Dieser hohe Anspruch des römischen Papsttums konnte freilich nur regional begrenzt durchgesetzt werden: in Mittel- und Süditalien, wo der Papst zugleich als Metropolit fungierte, sowie in Regionen mit starker Rombindung, nicht zuletzt in Norditalien, Gallien und in Teilen des Balkans und Griechenlands. In Nordafrika hingegen hielt sich ein selbstbewusst eigenständiges Christentum, so dass etwa Augustinus (354–430) der römischen Kirche zwar hohe Autorität zuschreiben kann, ihre Ansprüche auf Leitungsvollmacht aber bestreitet. Ähnliches gilt für die übrigen Patriarchate im Osten des römischen Reiches, die zwar einen Ehrenprimat Roms als eines Ersten unter Gleichen, nicht aber übergeordnete Kompetenzen anzuerkennen bereit waren.
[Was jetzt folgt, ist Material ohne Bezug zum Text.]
//! Tests for configuration loading

use std::fs;

use tempfile::TempDir;

use veripaper::config::EngineConfig;

#[test]
fn test_load_without_file_gives_defaults() {
    let config = EngineConfig::load(None).unwrap();
    assert_eq!(config.scoring.structure_penalty, 20);
    assert_eq!(config.scoring.score_floor, 5);
    assert_eq!(config.scoring.score_ceiling, 95);
    assert!(!config.scoring.generic_phrases_feed_suspicion);
    assert_eq!(config.judge.excerpt_limit, 1200);
}

#[test]
fn test_load_merges_partial_file_over_defaults() {
    let temp = TempDir::new().unwrap();
    let path = temp.path().join("veripaper.toml");
    fs::write(
        &path,
        r#"[scoring]
generic_phrases_feed_suspicion = true

[judge]
model = "test-model"
timeout_secs = 5
"#,
    )
    .unwrap();

    let config = EngineConfig::load(Some(&path)).unwrap();
    assert!(config.scoring.generic_phrases_feed_suspicion);
    assert_eq!(config.judge.model, "test-model");
    assert_eq!(config.judge.timeout_secs, 5);
    // Untouched values keep their defaults
    assert_eq!(config.scoring.structure_penalty, 20);
    assert!((config.blend.local_weight - 0.6).abs() < f64::EPSILON);
}

#[test]
fn test_load_rejects_invalid_values() {
    let temp = TempDir::new().unwrap();
    let path = temp.path().join("veripaper.toml");
    fs::write(
        &path,
        r#"[scoring]
score_floor = 95
score_ceiling = 5
"#,
    )
    .unwrap();

    assert!(EngineConfig::load(Some(&path)).is_err());
}

#[test]
fn test_load_rejects_malformed_toml() {
    let temp = TempDir::new().unwrap();
    let path = temp.path().join("veripaper.toml");
    fs::write(&path, "not [valid toml").unwrap();

    assert!(EngineConfig::load(Some(&path)).is_err());
}

#[test]
fn test_load_missing_explicit_file_is_an_error() {
    let temp = TempDir::new().unwrap();
    let path = temp.path().join("absent.toml");
    assert!(EngineConfig::load(Some(&path)).is_err());
}
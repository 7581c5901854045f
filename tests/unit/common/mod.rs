//! Shared test utilities
//!
//! Mock judgment providers and text builders used across the unit suites.

use veripaper::judge::JudgmentProvider;

/// Mock provider returning a fixed reply
pub struct MockProvider {
    reply: String,
}

impl MockProvider {
    pub fn replying(reply: &str) -> Self {
        Self {
            reply: reply.to_string(),
        }
    }
}

impl JudgmentProvider for MockProvider {
    fn complete(&self, _prompt: &str) -> anyhow::Result<String> {
        Ok(self.reply.clone())
    }
}

/// Mock provider that always fails, standing in for timeouts and
/// transport errors
pub struct UnreachableProvider;

impl JudgmentProvider for UnreachableProvider {
    fn complete(&self, _prompt: &str) -> anyhow::Result<String> {
        anyhow::bail!("connection timed out")
    }
}

/// A short fabricated-looking text: one perfect-results claim and three
/// impossible p-values, no academic structure, under 200 words
pub fn suspicious_short_text() -> String {
    "Our system achieved 100% accuracy across the full benchmark. \
     Statistical testing produced p < 0.0001 for the first cohort. \
     Another pass gave p < 0.0001 on held out data. \
     A final check returned p < 0.0001 under strict settings."
        .to_string()
}

/// A well-structured paper-like text: all seven canonical sections with
/// substantial content, around 1600 words, ten parenthetical citations,
/// and no red-flag patterns
pub fn well_structured_paper() -> String {
    let mut text = String::new();
    let sections = [
        "Abstract",
        "Introduction",
        "Methodology",
        "Results",
        "Discussion",
        "Conclusion",
        "References",
    ];

    let mut k = 0;
    for section in sections {
        text.push_str(section);
        text.push_str(". ");
        for _ in 0..22 {
            text.push_str(&format!(
                "Topic{k} data from cohort{k} indicate variation across block{k} during window{k}. "
            ));
            k += 1;
        }
    }

    for _ in 0..10 {
        text.push_str("Cohort outcomes align with prior observations (Author, 2023). ");
    }

    text
}
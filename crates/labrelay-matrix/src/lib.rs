//! Matrix transport for labrelay.
//!
//! A deliberately small client-server client: password login, `/sync`
//! long-polling, invite acceptance and `m.room.message` sending. The rest of
//! the workspace only depends on the [`RoomSender`] trait.

pub mod client;
pub mod error;
pub mod sender;
pub mod types;

pub use client::MatrixClient;
pub use error::{MatrixError, Result};
pub use sender::{ChatTransport, RoomSender};
pub use types::{ChatEvent, LoginResponse, MessageContent, SyncBatch};
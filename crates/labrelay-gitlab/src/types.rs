//! GitLab resources, trimmed to the fields labrelay reads.

use chrono::{DateTime, FixedOffset};
use serde::{Deserialize, Serialize};

/// The authenticated user (`GET /user`).
#[derive(Debug, Clone, PartialEq, Eq, Deserialize)]
pub struct User {
    pub id: u64,
    pub username: String,
    pub name: String,
    #[serde(default)]
    pub web_url: String,
}

/// A user as embedded in other resources.
#[derive(Debug, Clone, PartialEq, Eq, Deserialize)]
pub struct UserRef {
    pub name: String,
    #[serde(default)]
    pub username: String,
}

/// A repository commit.
#[derive(Debug, Clone, PartialEq, Eq, Deserialize)]
pub struct Commit {
    pub id: String,
    pub short_id: String,
    #[serde(default)]
    pub title: String,
    #[serde(default)]
    pub message: String,
    pub author_name: String,
    pub committed_date: DateTime<FixedOffset>,
}

/// One file of a commit diff.
#[derive(Debug, Clone, PartialEq, Eq, Deserialize)]
pub struct FileDiff {
    pub old_path: String,
    pub new_path: String,
    #[serde(default)]
    pub diff: String,
}

/// A project issue.
#[derive(Debug, Clone, PartialEq, Eq, Deserialize)]
pub struct Issue {
    pub iid: u64,
    pub title: String,
    #[serde(default)]
    pub description: Option<String>,
    #[serde(default)]
    pub state: String,
    pub web_url: String,
    pub author: UserRef,
    #[serde(default)]
    pub assignees: Vec<UserRef>,
}

/// A comment on an issue.
#[derive(Debug, Clone, PartialEq, Eq, Deserialize)]
pub struct Note {
    pub id: u64,
    pub body: String,
    pub author: UserRef,
    pub created_at: DateTime<FixedOffset>,
    #[serde(default)]
    pub system: bool,
}

/// Payload for creating an issue.
#[derive(Debug, Clone, PartialEq, Eq, Serialize)]
pub struct NewIssue {
    pub title: String,
    #[serde(skip_serializing_if = "String::is_empty")]
    pub description: String,
}

/// State transitions accepted by `PUT /issues/:iid`.
#[derive(Debug, Clone, Copy, PartialEq, Eq, Serialize)]
#[serde(rename_all = "lowercase")]
pub enum IssueStateEvent {
    Close,
    Reopen,
}

/// Page selection for list endpoints.
#[derive(Debug, Clone, Copy, PartialEq, Eq)]
pub struct Page {
    /// 1-based page number.
    pub page: u32,
    pub per_page: u32,
}

impl Page {
    pub fn new(page: u32, per_page: u32) -> Self {
        Self { page, per_page }
    }
}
So ist um die Mitte des 5. Jahrhunderts die spätantike Herausbildung des römischen Primats für die Kirche im Westen des römischen Reiches im Wesentlichen abgeschlossen; zugleich sind die Grundlagen für die Entwicklungen des Mittelalters geschaffen.
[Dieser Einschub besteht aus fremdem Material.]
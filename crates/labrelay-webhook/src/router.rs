//! HTTP endpoint GitLab delivers webhooks to.

use axum::{
    body::Bytes,
    extract::{Query, State},
    http::{HeaderMap, StatusCode},
    routing::post,
    Router,
};
use serde::Deserialize;
use tokio::net::TcpListener;
use tower_http::trace::TraceLayer;
use tracing::{debug, info, warn};

use crate::error::{Result, WebhookError};
use crate::events::{EventKind, WebhookEvent};
use crate::render::render;
use crate::state::WebhookState;

/// Header carrying the shared secret.
pub const TOKEN_HEADER: &str = "x-gitlab-token";

/// Header naming the event kind.
pub const EVENT_HEADER: &str = "x-gitlab-event";

#[derive(Debug, Deserialize)]
pub struct RoomQuery {
    room: Option<String>,
}

/// Creates the webhook router, serving `path`.
pub fn create_router(path: &str, state: WebhookState) -> Router {
    Router::new()
        .route(path, post(receive))
        .layer(TraceLayer::new_for_http())
        .with_state(state)
}

/// Serves the webhook endpoint on an already bound listener.
pub async fn serve(listener: TcpListener, path: &str, state: WebhookState) -> std::io::Result<()> {
    if let Ok(addr) = listener.local_addr() {
        info!(addr = %addr, path = %path, "Webhook listener ready");
    }
    axum::serve(listener, create_router(path, state)).await
}

fn header<'a>(headers: &'a HeaderMap, name: &str) -> Option<&'a str> {
    headers.get(name).and_then(|value| value.to_str().ok())
}

/// POST {path}?room=<room id>
pub async fn receive(
    State(state): State<WebhookState>,
    Query(query): Query<RoomQuery>,
    headers: HeaderMap,
    body: Bytes,
) -> Result<StatusCode> {
    let room = query
        .room
        .filter(|room| !room.is_empty())
        .ok_or(WebhookError::MissingRoom)?;

    if !state.accepts_token(header(&headers, TOKEN_HEADER)) {
        warn!(room = %room, "Rejected webhook with invalid token");
        return Err(WebhookError::Unauthorized);
    }

    let kind_name = header(&headers, EVENT_HEADER).ok_or(WebhookError::MissingEventKind)?;
    let kind = EventKind::from_header(kind_name)
        .ok_or_else(|| WebhookError::UnknownEventKind(kind_name.to_string()))?;
    let event = WebhookEvent::parse(kind, &body)
        .map_err(|e| WebhookError::MalformedPayload(e.to_string()))?;

    match render(&event, &state.render) {
        Some(message) => {
            if let Err(e) = state.sender.send_html(&room, &message).await {
                warn!(room = %room, kind = %kind, error = %e, "Dropped webhook notification");
            } else {
                debug!(room = %room, kind = %kind, "Webhook notification sent");
            }
        }
        None => debug!(room = %room, kind = %kind, "Webhook event needs no notification"),
    }

    Ok(StatusCode::NO_CONTENT)
}

#[cfg(test)]
mod tests {
    use super::*;
    use crate::render::RenderOptions;
    use async_trait::async_trait;
    use axum::http::{HeaderName, HeaderValue};
    use axum_test::TestServer;
    use labrelay_matrix::{MatrixError, RoomSender};
    use serde_json::json;
    use std::sync::Arc;
    use tokio::sync::Mutex;

    #[derive(Default)]
    struct RecordingSender {
        sent: Mutex<Vec<(String, String)>>,
        fail: bool,
    }

    #[async_trait]
    impl RoomSender for RecordingSender {
        async fn send_text(&self, room_id: &str, text: &str) -> labrelay_matrix::Result<()> {
            self.send_html(room_id, text).await
        }

        async fn send_html(&self, room_id: &str, html: &str) -> labrelay_matrix::Result<()> {
            if self.fail {
                return Err(MatrixError::Http("homeserver unreachable".to_string()));
            }
            self.sent
                .lock()
                .await
                .push((room_id.to_string(), html.to_string()));
            Ok(())
        }
    }

    const ROOM: &str = "!room:example.org";

    fn make_server(sender: Arc<RecordingSender>, secret: &str) -> TestServer {
        let state = WebhookState::new(sender, secret, RenderOptions::default());
        TestServer::new(create_router("/webhooks", state)).unwrap()
    }

    fn event_header(value: &'static str) -> (HeaderName, HeaderValue) {
        (
            HeaderName::from_static(EVENT_HEADER),
            HeaderValue::from_static(value),
        )
    }

    fn push_body(count: u64) -> serde_json::Value {
        let commits: Vec<_> = (0..count)
            .map(|i| json!({"id": format!("{:040}", i), "message": format!("Commit {}", i)}))
            .collect();
        json!({
            "object_kind": "push",
            "ref": "refs/heads/main",
            "user_name": "Jane",
            "project": {"name": "myrepo", "namespace": "myorg", "web_url": "https://gitlab.example.org/myorg/myrepo"},
            "commits": commits,
            "total_commits_count": count
        })
    }

    #[tokio::test]
    async fn test_missing_room() {
        let sender = Arc::new(RecordingSender::default());
        let server = make_server(sender.clone(), "");
        let (name, value) = event_header("Push Hook");

        let response = server
            .post("/webhooks")
            .add_header(name, value)
            .json(&push_body(1))
            .await;

        response.assert_status(StatusCode::BAD_REQUEST);
        assert_eq!(response.text(), "No room specified.");
        assert!(sender.sent.lock().await.is_empty());
    }

    #[tokio::test]
    async fn test_push_is_relayed() {
        let sender = Arc::new(RecordingSender::default());
        let server = make_server(sender.clone(), "");
        let (name, value) = event_header("Push Hook");

        let response = server
            .post("/webhooks")
            .add_query_param("room", ROOM)
            .add_header(name, value)
            .json(&push_body(3))
            .await;

        response.assert_status(StatusCode::NO_CONTENT);
        let sent = sender.sent.lock().await;
        assert_eq!(sent.len(), 1);
        assert_eq!(sent[0].0, ROOM);
        assert!(sent[0].1.contains("3 new commits by Jane"));
    }

    #[tokio::test]
    async fn test_secret_is_enforced() {
        let sender = Arc::new(RecordingSender::default());
        let server = make_server(sender.clone(), "s3cret");
        let (name, value) = event_header("Push Hook");

        let response = server
            .post("/webhooks")
            .add_query_param("room", ROOM)
            .add_header(name.clone(), value.clone())
            .json(&push_body(1))
            .await;
        response.assert_status(StatusCode::UNAUTHORIZED);

        let response = server
            .post("/webhooks")
            .add_query_param("room", ROOM)
            .add_header(name, value)
            .add_header(
                HeaderName::from_static(TOKEN_HEADER),
                HeaderValue::from_static("s3cret"),
            )
            .json(&push_body(1))
            .await;
        response.assert_status(StatusCode::NO_CONTENT);
        assert_eq!(sender.sent.lock().await.len(), 1);
    }

    #[tokio::test]
    async fn test_unknown_and_missing_event_kind() {
        let sender = Arc::new(RecordingSender::default());
        let server = make_server(sender.clone(), "");

        let response = server
            .post("/webhooks")
            .add_query_param("room", ROOM)
            .json(&push_body(1))
            .await;
        response.assert_status(StatusCode::BAD_REQUEST);

        let (name, value) = event_header("Job Hook");
        let response = server
            .post("/webhooks")
            .add_query_param("room", ROOM)
            .add_header(name, value)
            .json(&json!({}))
            .await;
        response.assert_status(StatusCode::BAD_REQUEST);
        assert!(response.text().contains("Job Hook"));
        assert!(sender.sent.lock().await.is_empty());
    }

    #[tokio::test]
    async fn test_malformed_payload() {
        let sender = Arc::new(RecordingSender::default());
        let server = make_server(sender.clone(), "");
        let (name, value) = event_header("Push Hook");

        let response = server
            .post("/webhooks")
            .add_query_param("room", ROOM)
            .add_header(name, value)
            .text("{not json")
            .await;
        response.assert_status(StatusCode::BAD_REQUEST);
        assert!(sender.sent.lock().await.is_empty());
    }

    #[tokio::test]
    async fn test_issue_update_sends_nothing() {
        let sender = Arc::new(RecordingSender::default());
        let server = make_server(sender.clone(), "");
        let (name, value) = event_header("Issue Hook");

        let response = server
            .post("/webhooks")
            .add_query_param("room", ROOM)
            .add_header(name, value)
            .json(&json!({
                "user": {"name": "Jane"},
                "project": {"name": "myrepo", "namespace": "myorg"},
                "object_attributes": {"iid": 1, "title": "T", "action": "update"}
            }))
            .await;

        response.assert_status(StatusCode::NO_CONTENT);
        assert!(sender.sent.lock().await.is_empty());
    }

    #[tokio::test]
    async fn test_send_failure_still_acknowledged() {
        let sender = Arc::new(RecordingSender {
            fail: true,
            ..Default::default()
        });
        let server = make_server(sender, "");
        let (name, value) = event_header("Push Hook");

        let response = server
            .post("/webhooks")
            .add_query_param("room", ROOM)
            .add_header(name, value)
            .json(&push_body(1))
            .await;
        response.assert_status(StatusCode::NO_CONTENT);
    }
}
Zu einer systematischen Auseinandersetzung mit dem Wesen von Kirche und ihren Strukturen kam es jedoch noch nicht in der Spätantike, sondern erst im frühen 14. Jahrhundert, als Jakob von Viterbo einen ersten „ekklesiologischen“ Traktat verfasste. Um daher Aussagen über die Vorstellungen spätantiker und frühmittelalterlicher Autoren über die Kirche im Allgemeinen und das Papsttum im Besonderen treffen zu können, sind wir auf einzelne Aussagen in Bibelkommentaren oder in Predigten angewiesen. Dabei übernehmen die Autoren des frühen Mittelalters in der Regel Aussagen der Väterzeit.4

Isidor von Sevilla (560–636) beispielsweise, der bedeutende Etymologe des beginnenden Mittelalters, verstand die ecclesia als „Zusammenrufung“, die alle zu sich ruft; ecclesia ist keine Versammlung im Sinn einer congregatio, sondern convocatio, weil sie nicht vernunftlos wie eine Viehherde (grex) funktioniert, sondern mit Denken und Wollen. Kirche wird „katholisch“ genannt, was Isidor mit „auf das Ganze bezogen“ (secundum totum) erklärt, weil sie die gesamte Welt umspannt. Dabei schrieb Isidor der Eucharistiefeier als Glaubensvollzug besondere Bedeutung zu, denn durch ihren Vollzug werden die Gläubigen zu einer eigenen Würde erhoben: Sie werden Glieder an dem Leib, dessen Haupt Jesus Christus ist.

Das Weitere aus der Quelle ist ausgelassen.